L. Wang, E.-M. Shih, A. Ghiotto, L. Xian, D. A. Rhodes, C. Tan, M. Claassen, D. M. Kennes, Y. Bai, B. Kim, K. Watanabe, T. Taniguchi, X. Zhu, J. Hone, A. Rubio, A. Pasupathy, C. R. Dean

Emergent quantum phases driven by electronic interactions can manifest in materials with narrowly dispersing, i.e. "flat", energy bands. Recently, flat bands have been realized in a variety of graphene-based heterostructures using the tuning parameters of twist angle, layer stacking and pressure, and resulting in correlated insulator and superconducting states.
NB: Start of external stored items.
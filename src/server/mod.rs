//! Inbound verification of `X-Hub-Signature`
//!
//! [`WebhookVerifier`] recomputes the HMAC-SHA1 of a request body and checks it
//! against the single signature header sent by the peer. It is applied to
//! individual routes through the [`verify_webhook`] middleware:
//!
//! ```no_run
//! use axum::{middleware::from_fn_with_state, routing::post, Router};
//! use hubsig::server::{verify_webhook, WebhookVerifier};
//!
//! let verifier = WebhookVerifier::new("This is a secret")?;
//! let app: Router = Router::new()
//!     .route("/webhook", post(|| async { "ok" }))
//!     .route_layer(from_fn_with_state(verifier, verify_webhook));
//! # Ok::<(), hubsig::error::WebhookError>(())
//! ```
//!
//! Routes without the middleware are not verified.

pub mod app;

use std::sync::Arc;

use axum::{
    body::Body,
    extract::{Request, State},
    http::{request::Parts, HeaderMap, StatusCode},
    middleware::Next,
    response::{IntoResponse, Response},
};

use crate::codec;
use crate::error::WebhookError;
use crate::secret::{Secret, SecretSource, WebhookTarget};
use crate::signature::{self, Comparison, Signature};

pub use app::{router, run, EchoEndpoint, HealthResponse};

/// Why a signature header was refused before any body was read.
#[derive(Debug, Clone, Copy, PartialEq, Eq)]
pub enum HeaderProblem {
    /// No `X-Hub-Signature` header.
    Missing,
    /// The header occurred more than once.
    Repeated(usize),
    /// The value does not start with `sha1=`.
    BadPrefix,
}

/// Outcome of checking a request against its signature.
#[derive(Debug, Clone, Copy, PartialEq, Eq)]
pub enum Verdict {
    /// Digests agree; the request may proceed.
    Accepted,
    /// The header was unusable. Answered with 400 Bad Request.
    Malformed(HeaderProblem),
    /// Digests disagree. Answered with an empty 200 OK so callers cannot
    /// tell a forged delivery from an accepted one by status code.
    Mismatch,
}

impl IntoResponse for Verdict {
    fn into_response(self) -> Response {
        match self {
            Verdict::Malformed(_) => StatusCode::BAD_REQUEST.into_response(),
            Verdict::Accepted | Verdict::Mismatch => StatusCode::OK.into_response(),
        }
    }
}

#[derive(Clone)]
enum Resolution {
    Fixed(Secret),
    Source(Arc<dyn SecretSource>),
    Target,
}

/// Checks inbound webhook deliveries against a shared secret.
#[derive(Clone)]
pub struct WebhookVerifier {
    resolution: Resolution,
    max_body_size: Option<usize>,
    comparison: Comparison,
}

impl WebhookVerifier {
    /// Verify with a fixed secret (raw bytes, or text as UTF-8).
    pub fn new(secret: impl AsRef<[u8]>) -> Result<Self, WebhookError> {
        Ok(Self::with_resolution(Resolution::Fixed(Secret::new(secret)?)))
    }

    /// Ask the matched endpoint for the secret through its [`WebhookTarget`]
    /// request extension. A protected route without one is a server
    /// configuration error.
    pub fn from_target() -> Self {
        Self::with_resolution(Resolution::Target)
    }

    /// Resolve the secret per request with a custom strategy.
    pub fn with_source(source: impl SecretSource + 'static) -> Self {
        Self::with_resolution(Resolution::Source(Arc::new(source)))
    }

    fn with_resolution(resolution: Resolution) -> Self {
        Self {
            resolution,
            max_body_size: None,
            comparison: Comparison::default(),
        }
    }

    /// Refuse bodies longer than `limit` bytes with 413. Unbounded by default.
    pub fn with_max_body_size(mut self, limit: usize) -> Self {
        self.max_body_size = Some(limit);
        self
    }

    pub fn with_comparison(mut self, comparison: Comparison) -> Self {
        self.comparison = comparison;
        self
    }

    pub fn max_body_size(&self) -> Option<usize> {
        self.max_body_size
    }

    pub fn comparison(&self) -> Comparison {
        self.comparison
    }

    /// The secret to verify this request with.
    pub fn resolve_secret(&self, parts: &Parts) -> Result<Secret, WebhookError> {
        match &self.resolution {
            Resolution::Fixed(secret) => Ok(secret.clone()),
            Resolution::Source(source) => {
                source.secret(parts).ok_or(WebhookError::SecretUnavailable)
            }
            Resolution::Target => parts
                .extensions
                .get::<WebhookTarget>()
                .ok_or(WebhookError::MissingWebhookTarget)?
                .webhook_secret()
                .ok_or(WebhookError::SecretUnavailable),
        }
    }

    /// Compare a claimed digest (header bytes after `sha1=`) against the one
    /// computed over `body`. Bytes that are not text never match.
    pub fn check(&self, secret: &Secret, claimed: &[u8], body: &[u8]) -> Verdict {
        let actual = Signature::compute(secret, body);
        match std::str::from_utf8(claimed) {
            Ok(claimed_hex) if actual.matches(claimed_hex, self.comparison) => Verdict::Accepted,
            _ => Verdict::Mismatch,
        }
    }

    /// Run the whole check for a request whose body is already in memory.
    pub fn verify(&self, parts: &Parts, body: &[u8]) -> Result<Verdict, WebhookError> {
        let secret = self.resolve_secret(parts)?;
        Ok(match claimed_digest(&parts.headers) {
            Ok(claimed) => self.check(&secret, claimed, body),
            Err(problem) => Verdict::Malformed(problem),
        })
    }
}

/// Extract the claimed digest from the one and only signature header.
///
/// Only the header count and the `sha1=` tag are checked here; the bytes
/// after the tag are left for digest comparison.
pub fn claimed_digest(headers: &HeaderMap) -> Result<&[u8], HeaderProblem> {
    let mut values = headers.get_all(signature::HEADER).iter();
    let value = values.next().ok_or(HeaderProblem::Missing)?;
    let extra = values.count();
    if extra > 0 {
        return Err(HeaderProblem::Repeated(extra + 1));
    }
    signature::strip_prefix(value.as_bytes()).ok_or(HeaderProblem::BadPrefix)
}

/// Middleware verifying the request body against `X-Hub-Signature`.
///
/// Intended to be given to `axum::middleware::from_fn_with_state` and
/// installed with `route_layer` on the routes that receive webhooks. On
/// success the handler sees a fresh body with exactly the bytes that were
/// hashed.
pub async fn verify_webhook(
    State(verifier): State<WebhookVerifier>,
    request: Request,
    next: Next,
) -> Result<Response, WebhookError> {
    let (parts, body) = request.into_parts();

    let secret = match verifier.resolve_secret(&parts) {
        Ok(secret) => secret,
        Err(e) => {
            tracing::error!(error = %e, uri = %parts.uri, "Cannot verify webhook");
            return Err(e);
        }
    };

    let claimed = match claimed_digest(&parts.headers) {
        Ok(claimed) => claimed.to_vec(),
        Err(problem) => {
            tracing::warn!(?problem, uri = %parts.uri, "Rejected webhook signature header");
            return Ok(Verdict::Malformed(problem).into_response());
        }
    };

    let bytes = codec::collect_body(body, verifier.max_body_size).await?;

    match verifier.check(&secret, &claimed, &bytes) {
        Verdict::Accepted => {
            tracing::debug!(
                uri = %parts.uri,
                len = bytes.len(),
                algorithm = signature::ALGORITHM,
                "Webhook signature verified"
            );
            Ok(next.run(Request::from_parts(parts, Body::from(bytes))).await)
        }
        verdict => {
            tracing::warn!(uri = %parts.uri, len = bytes.len(), "Webhook signature mismatch");
            Ok(verdict.into_response())
        }
    }
}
Here we report the experimental observation of similar correlated phenomena in twisted bilayer tungsten diselenide (tWSe2), a semiconducting transition metal dichalcogenide (TMD). Unlike twisted bilayer graphene where the flat band appears only within a narrow range around a "magic angle", we observe correlated states over a continuum of angles, spanning 4 degree to 5.1 degree. A Mott-like insulator appears at half band filling that can be sensitively tuned with displacement field. Hall measurements supported by ab initio calculations suggest that the strength of the insulator is driven by the density of states at half filling, consistent with a 2D Hubbard model in a regime of moderate interactions. At 5.1 degree twist, we observe evidence of superconductivity upon doping away from half filling, reaching zero resistivity around 3 K. Our results establish twisted bilayer TMDs as a model system to study interaction-driven phenomena in flat bands with dynamically tunable interactions.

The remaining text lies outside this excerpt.